Data records:
==============================

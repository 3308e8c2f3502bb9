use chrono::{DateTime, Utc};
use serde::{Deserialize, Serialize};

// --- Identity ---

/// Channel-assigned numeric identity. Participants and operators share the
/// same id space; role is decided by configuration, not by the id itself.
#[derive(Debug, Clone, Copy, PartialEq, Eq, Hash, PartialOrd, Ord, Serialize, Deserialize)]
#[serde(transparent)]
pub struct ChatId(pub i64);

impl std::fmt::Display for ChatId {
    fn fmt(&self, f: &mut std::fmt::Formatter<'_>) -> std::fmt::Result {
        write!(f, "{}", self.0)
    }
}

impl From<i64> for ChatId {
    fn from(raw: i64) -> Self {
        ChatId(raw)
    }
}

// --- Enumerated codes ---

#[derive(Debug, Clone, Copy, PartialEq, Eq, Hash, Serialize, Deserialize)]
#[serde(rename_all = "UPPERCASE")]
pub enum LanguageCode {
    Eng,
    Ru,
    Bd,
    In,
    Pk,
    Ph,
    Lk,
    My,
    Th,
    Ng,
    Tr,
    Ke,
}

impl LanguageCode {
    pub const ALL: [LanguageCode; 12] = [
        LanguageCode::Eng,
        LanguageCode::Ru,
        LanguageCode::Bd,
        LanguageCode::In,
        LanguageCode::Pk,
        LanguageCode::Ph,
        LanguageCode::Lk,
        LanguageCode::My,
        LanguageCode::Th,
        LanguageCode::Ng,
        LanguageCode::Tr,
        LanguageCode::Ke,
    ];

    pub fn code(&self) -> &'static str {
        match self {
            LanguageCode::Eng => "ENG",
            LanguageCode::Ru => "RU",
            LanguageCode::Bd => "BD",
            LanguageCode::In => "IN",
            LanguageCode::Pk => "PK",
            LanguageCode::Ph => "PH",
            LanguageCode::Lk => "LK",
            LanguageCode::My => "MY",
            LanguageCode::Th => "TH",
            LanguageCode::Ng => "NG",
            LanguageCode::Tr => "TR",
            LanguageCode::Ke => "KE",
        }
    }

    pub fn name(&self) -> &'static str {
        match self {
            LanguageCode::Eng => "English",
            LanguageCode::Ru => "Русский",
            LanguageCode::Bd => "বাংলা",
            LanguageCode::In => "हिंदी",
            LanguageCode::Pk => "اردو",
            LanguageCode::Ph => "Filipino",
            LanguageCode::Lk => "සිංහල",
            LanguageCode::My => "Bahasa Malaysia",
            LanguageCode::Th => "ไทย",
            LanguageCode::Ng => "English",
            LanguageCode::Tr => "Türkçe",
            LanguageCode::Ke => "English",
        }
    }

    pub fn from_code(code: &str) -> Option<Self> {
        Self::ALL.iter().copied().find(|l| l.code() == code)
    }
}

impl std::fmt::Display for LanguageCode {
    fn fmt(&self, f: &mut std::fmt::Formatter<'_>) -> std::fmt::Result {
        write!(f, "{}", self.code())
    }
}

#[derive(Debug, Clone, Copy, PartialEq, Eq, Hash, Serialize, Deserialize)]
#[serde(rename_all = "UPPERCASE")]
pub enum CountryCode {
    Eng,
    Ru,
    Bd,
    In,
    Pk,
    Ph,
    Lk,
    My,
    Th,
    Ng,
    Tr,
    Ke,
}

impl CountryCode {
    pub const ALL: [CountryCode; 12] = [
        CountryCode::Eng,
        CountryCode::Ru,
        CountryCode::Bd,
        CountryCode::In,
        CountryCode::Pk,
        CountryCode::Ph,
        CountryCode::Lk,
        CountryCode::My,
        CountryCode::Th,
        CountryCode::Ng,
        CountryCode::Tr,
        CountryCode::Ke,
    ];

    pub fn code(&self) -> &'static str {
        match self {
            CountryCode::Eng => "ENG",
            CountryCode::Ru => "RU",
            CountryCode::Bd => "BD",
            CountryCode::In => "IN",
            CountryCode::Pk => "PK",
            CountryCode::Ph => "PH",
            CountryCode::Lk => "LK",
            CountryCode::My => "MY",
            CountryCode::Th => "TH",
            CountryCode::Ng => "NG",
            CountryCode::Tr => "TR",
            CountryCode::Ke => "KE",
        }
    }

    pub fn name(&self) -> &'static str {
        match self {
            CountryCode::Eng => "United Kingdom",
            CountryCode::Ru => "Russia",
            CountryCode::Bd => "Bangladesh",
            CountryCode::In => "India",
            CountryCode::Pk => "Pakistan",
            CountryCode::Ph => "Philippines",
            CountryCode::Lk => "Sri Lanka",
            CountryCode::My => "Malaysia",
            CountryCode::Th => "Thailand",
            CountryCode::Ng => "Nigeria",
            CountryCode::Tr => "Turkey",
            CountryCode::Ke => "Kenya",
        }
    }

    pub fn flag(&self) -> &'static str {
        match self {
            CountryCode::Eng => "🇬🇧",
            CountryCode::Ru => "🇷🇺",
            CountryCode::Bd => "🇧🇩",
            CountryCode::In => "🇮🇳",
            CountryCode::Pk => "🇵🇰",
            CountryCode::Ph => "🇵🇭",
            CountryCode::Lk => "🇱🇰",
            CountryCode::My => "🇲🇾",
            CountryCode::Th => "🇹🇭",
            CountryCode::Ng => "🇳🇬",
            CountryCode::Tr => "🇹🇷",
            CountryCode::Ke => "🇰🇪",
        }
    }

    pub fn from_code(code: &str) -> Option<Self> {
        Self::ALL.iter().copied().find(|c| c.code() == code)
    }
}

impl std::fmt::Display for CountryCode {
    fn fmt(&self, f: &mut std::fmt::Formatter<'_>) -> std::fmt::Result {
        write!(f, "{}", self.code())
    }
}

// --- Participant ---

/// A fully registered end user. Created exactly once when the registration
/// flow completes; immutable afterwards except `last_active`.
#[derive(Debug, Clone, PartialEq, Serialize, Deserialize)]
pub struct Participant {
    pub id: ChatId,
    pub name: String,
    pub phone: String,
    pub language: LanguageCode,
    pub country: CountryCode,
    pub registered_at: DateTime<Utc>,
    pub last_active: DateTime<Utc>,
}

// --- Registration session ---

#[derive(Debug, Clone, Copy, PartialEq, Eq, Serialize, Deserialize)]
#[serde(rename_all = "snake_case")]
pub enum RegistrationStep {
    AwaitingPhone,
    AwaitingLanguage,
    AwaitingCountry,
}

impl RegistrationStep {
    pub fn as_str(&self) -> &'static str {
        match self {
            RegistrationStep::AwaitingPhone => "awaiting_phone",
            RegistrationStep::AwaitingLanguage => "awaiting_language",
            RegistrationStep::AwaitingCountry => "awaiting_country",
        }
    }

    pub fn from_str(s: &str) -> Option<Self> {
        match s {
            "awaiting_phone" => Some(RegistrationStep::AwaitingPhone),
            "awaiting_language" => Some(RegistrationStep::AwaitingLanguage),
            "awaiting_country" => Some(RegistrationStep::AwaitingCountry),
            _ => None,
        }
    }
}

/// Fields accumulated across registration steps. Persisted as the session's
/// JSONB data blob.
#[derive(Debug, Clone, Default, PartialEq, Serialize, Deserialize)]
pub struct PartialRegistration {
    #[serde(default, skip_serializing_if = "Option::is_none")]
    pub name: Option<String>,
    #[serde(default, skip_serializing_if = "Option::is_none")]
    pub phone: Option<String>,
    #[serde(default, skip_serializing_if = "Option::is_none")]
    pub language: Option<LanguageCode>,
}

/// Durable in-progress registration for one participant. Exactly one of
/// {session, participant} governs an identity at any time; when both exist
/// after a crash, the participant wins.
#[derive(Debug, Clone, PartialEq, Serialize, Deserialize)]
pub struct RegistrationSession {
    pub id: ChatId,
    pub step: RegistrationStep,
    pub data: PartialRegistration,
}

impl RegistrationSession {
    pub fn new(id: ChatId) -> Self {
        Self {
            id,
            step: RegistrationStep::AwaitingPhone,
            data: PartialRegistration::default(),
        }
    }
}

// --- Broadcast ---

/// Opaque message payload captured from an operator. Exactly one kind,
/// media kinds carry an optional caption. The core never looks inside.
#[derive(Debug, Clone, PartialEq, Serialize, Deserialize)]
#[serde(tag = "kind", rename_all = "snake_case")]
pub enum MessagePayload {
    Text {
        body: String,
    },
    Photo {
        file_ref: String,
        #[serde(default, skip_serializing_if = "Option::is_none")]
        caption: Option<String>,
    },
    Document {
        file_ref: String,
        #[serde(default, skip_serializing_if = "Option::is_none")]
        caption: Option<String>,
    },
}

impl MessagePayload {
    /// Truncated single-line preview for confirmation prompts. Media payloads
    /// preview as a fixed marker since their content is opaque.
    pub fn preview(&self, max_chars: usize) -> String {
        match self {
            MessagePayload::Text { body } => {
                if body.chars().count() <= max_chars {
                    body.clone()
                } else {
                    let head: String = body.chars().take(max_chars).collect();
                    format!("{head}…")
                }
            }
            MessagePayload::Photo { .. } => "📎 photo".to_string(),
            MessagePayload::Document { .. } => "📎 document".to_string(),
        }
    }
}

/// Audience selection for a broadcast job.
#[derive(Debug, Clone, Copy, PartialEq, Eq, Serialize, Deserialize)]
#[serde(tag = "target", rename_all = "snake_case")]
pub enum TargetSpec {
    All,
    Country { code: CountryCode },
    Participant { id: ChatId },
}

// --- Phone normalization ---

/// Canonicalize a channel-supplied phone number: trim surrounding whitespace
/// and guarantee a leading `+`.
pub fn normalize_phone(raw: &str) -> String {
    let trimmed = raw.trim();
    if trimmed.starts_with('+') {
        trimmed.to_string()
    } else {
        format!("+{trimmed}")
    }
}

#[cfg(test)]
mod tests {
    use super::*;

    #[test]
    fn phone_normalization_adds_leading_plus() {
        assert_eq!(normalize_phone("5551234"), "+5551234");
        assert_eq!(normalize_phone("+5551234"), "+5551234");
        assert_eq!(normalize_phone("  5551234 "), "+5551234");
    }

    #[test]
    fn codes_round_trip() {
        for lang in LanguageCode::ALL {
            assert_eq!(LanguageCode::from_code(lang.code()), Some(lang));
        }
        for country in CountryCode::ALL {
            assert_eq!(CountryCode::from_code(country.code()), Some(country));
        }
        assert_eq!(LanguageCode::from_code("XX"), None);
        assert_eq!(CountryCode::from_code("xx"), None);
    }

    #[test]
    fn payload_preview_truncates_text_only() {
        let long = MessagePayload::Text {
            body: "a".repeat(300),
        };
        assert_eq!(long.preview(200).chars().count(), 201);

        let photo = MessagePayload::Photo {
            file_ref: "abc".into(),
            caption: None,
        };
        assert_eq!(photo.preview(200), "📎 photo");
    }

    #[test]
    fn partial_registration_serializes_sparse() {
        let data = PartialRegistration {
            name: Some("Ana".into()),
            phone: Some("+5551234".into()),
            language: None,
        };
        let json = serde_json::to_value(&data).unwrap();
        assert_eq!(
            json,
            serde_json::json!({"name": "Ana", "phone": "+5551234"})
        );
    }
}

==============================

### PROBLEM
Which lines of the records above contain the word "Some"? Report each one in full.

### TASK RESPONSE
            "awaiting_phone" => Some(RegistrationStep::AwaitingPhone),
            "awaiting_language" => Some(RegistrationStep::AwaitingLanguage),
            "awaiting_country" => Some(RegistrationStep::AwaitingCountry),
            assert_eq!(LanguageCode::from_code(lang.code()), Some(lang));
            assert_eq!(CountryCode::from_code(country.code()), Some(country));
            name: Some("Ana".into()),
            phone: Some("+5551234".into()),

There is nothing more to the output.